* PROBLEM *
Below are the records; pull every line that includes "InitError".

-- SUPPLIED MATERIAL follows --

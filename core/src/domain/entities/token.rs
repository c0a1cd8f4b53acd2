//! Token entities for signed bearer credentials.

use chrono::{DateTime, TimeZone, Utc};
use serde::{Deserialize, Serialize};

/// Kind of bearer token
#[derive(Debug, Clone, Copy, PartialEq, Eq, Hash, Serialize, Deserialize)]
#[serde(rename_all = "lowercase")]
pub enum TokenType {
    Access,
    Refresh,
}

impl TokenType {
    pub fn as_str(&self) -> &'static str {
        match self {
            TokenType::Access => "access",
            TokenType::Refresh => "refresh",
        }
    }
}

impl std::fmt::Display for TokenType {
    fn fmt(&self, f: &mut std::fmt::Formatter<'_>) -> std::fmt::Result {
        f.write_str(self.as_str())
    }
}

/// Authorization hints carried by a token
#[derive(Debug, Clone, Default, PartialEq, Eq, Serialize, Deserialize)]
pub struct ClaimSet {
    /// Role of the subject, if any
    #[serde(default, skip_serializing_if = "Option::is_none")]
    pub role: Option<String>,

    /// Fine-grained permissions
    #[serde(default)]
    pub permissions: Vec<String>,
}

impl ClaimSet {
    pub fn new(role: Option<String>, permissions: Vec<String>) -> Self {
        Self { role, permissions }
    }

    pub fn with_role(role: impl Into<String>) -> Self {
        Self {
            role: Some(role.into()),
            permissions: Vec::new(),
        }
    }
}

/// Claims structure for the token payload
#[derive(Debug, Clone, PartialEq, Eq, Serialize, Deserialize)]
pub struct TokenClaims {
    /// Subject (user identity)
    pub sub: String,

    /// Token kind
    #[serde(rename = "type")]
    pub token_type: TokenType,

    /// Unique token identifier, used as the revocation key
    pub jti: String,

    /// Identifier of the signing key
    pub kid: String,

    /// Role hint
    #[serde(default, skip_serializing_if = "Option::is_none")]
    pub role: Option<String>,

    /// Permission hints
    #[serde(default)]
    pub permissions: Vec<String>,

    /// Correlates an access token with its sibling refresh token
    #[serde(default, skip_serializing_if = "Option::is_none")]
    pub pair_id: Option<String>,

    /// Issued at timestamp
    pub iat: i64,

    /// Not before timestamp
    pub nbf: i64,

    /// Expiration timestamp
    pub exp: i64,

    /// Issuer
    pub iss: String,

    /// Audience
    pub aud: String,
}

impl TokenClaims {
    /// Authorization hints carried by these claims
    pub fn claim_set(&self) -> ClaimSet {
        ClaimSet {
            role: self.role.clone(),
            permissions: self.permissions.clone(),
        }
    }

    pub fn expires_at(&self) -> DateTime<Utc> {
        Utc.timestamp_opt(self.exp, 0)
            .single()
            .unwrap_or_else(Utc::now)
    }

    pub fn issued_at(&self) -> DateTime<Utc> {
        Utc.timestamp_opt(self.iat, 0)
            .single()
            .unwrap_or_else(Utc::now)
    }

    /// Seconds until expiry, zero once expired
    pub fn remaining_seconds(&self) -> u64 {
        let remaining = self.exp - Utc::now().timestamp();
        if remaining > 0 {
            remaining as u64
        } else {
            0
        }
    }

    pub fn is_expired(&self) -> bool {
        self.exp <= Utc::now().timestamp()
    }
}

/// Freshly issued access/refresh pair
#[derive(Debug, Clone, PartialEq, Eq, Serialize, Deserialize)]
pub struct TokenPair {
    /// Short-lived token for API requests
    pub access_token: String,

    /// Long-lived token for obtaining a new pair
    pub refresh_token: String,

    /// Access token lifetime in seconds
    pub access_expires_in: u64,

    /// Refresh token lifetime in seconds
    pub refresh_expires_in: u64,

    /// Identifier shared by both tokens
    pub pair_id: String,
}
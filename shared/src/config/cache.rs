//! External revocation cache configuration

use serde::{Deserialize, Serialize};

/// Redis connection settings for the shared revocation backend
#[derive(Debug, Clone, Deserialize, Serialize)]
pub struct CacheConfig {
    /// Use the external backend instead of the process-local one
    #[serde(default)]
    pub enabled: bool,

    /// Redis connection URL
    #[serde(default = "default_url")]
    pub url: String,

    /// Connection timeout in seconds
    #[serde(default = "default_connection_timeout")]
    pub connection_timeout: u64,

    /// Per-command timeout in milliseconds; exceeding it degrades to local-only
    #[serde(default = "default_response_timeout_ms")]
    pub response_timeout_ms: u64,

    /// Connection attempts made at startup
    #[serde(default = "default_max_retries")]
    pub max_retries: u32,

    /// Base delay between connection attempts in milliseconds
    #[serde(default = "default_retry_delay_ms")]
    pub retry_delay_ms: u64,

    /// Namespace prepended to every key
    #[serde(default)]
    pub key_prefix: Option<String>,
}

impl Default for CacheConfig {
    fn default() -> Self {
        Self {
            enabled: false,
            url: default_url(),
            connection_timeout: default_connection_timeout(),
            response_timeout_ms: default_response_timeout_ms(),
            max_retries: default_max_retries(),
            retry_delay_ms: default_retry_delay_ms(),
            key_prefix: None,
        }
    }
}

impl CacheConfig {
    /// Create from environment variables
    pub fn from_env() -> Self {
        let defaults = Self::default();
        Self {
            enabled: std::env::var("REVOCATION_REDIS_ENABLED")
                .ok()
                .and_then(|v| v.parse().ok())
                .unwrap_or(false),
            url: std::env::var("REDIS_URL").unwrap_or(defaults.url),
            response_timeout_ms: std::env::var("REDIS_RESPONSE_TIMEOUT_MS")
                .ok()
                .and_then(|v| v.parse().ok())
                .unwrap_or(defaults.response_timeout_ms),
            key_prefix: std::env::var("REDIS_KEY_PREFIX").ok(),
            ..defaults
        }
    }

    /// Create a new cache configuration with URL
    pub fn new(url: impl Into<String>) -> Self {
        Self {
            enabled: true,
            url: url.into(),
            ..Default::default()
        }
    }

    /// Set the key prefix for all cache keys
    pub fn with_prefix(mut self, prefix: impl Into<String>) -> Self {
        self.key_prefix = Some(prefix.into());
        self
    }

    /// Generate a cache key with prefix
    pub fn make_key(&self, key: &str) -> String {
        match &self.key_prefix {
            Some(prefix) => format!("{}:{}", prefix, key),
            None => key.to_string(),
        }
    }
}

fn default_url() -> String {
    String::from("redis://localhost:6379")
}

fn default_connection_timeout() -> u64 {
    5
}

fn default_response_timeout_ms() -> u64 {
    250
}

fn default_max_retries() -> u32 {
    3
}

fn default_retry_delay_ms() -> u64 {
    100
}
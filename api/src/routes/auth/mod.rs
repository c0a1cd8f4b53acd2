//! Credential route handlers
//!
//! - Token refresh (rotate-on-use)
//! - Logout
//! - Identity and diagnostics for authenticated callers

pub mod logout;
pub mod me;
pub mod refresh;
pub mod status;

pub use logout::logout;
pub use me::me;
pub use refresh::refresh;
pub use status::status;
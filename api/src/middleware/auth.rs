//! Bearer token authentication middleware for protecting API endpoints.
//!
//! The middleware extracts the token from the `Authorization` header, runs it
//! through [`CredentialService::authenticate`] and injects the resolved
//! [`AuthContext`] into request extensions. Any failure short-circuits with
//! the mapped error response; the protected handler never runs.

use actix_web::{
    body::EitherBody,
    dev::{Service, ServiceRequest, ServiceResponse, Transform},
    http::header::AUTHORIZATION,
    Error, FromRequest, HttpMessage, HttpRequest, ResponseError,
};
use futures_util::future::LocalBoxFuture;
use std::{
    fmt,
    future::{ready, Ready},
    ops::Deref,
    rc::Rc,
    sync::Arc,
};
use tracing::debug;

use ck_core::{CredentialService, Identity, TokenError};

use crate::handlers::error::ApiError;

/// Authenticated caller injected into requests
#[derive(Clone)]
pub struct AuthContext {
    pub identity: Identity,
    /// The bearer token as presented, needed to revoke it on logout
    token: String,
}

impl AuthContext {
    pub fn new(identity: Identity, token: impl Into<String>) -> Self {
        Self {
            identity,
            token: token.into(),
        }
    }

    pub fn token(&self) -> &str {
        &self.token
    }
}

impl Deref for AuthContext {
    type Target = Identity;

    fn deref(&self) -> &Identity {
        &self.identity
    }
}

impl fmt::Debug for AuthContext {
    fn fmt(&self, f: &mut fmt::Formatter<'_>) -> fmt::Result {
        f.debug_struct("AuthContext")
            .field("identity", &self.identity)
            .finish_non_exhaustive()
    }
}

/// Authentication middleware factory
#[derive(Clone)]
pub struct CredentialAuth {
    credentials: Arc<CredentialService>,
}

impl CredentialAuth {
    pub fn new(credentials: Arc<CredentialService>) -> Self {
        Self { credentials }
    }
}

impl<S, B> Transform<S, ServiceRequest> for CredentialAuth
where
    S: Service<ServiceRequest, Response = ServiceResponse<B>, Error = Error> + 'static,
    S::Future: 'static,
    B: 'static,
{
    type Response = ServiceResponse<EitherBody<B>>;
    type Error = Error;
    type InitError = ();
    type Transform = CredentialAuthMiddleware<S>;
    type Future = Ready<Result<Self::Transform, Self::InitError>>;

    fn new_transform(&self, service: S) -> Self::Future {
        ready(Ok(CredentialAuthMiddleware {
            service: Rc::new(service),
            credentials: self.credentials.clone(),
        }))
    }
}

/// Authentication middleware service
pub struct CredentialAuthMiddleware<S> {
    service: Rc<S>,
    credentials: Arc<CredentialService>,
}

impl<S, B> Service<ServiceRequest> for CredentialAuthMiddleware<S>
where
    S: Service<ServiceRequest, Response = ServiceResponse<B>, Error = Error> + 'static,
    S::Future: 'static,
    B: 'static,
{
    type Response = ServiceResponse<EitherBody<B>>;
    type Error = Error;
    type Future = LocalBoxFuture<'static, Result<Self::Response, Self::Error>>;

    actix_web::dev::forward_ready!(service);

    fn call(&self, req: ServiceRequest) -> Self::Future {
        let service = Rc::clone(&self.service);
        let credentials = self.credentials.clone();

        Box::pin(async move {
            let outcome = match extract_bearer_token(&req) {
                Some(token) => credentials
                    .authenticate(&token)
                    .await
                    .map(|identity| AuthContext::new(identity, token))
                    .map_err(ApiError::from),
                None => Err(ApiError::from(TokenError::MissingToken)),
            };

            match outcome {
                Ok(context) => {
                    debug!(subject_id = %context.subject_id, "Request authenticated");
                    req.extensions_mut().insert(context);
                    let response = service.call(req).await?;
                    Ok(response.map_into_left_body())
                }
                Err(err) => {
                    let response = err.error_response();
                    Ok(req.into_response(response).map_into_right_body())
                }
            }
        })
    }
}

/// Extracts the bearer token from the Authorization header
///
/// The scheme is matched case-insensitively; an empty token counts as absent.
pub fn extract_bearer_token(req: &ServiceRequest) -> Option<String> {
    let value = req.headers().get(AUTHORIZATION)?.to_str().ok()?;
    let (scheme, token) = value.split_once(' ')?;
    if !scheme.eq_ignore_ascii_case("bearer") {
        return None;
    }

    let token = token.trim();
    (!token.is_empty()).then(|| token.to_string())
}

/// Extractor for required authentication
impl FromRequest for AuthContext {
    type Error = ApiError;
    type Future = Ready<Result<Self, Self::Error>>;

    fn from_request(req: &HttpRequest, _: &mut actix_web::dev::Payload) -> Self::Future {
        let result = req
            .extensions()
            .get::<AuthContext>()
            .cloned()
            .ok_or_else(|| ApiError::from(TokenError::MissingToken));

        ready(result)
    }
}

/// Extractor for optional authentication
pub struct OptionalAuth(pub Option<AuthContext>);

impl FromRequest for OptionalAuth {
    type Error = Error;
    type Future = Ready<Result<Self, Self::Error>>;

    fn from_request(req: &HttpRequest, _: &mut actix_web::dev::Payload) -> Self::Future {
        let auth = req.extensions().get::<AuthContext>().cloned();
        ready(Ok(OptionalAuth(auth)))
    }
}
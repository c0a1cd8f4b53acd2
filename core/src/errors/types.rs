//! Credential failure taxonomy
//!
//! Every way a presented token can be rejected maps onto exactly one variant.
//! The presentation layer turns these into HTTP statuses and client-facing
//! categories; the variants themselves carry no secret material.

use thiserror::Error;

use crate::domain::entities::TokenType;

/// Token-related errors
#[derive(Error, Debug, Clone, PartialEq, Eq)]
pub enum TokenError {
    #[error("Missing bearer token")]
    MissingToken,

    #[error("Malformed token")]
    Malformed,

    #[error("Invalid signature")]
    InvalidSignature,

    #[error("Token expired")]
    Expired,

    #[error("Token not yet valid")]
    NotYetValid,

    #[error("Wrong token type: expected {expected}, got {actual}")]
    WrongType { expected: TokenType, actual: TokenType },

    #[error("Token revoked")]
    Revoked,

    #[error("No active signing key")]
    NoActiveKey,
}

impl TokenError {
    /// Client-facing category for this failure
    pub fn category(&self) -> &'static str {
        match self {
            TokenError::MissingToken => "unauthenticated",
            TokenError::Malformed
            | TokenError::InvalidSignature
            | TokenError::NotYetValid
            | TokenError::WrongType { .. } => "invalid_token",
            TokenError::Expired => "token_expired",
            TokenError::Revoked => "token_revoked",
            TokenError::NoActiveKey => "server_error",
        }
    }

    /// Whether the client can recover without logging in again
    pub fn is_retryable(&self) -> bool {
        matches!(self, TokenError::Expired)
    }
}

-- SUPPLIED MATERIAL concluded --

* SOLUTION *
    type InitError = ();
    type Future = Ready<Result<Self::Transform, Self::InitError>>;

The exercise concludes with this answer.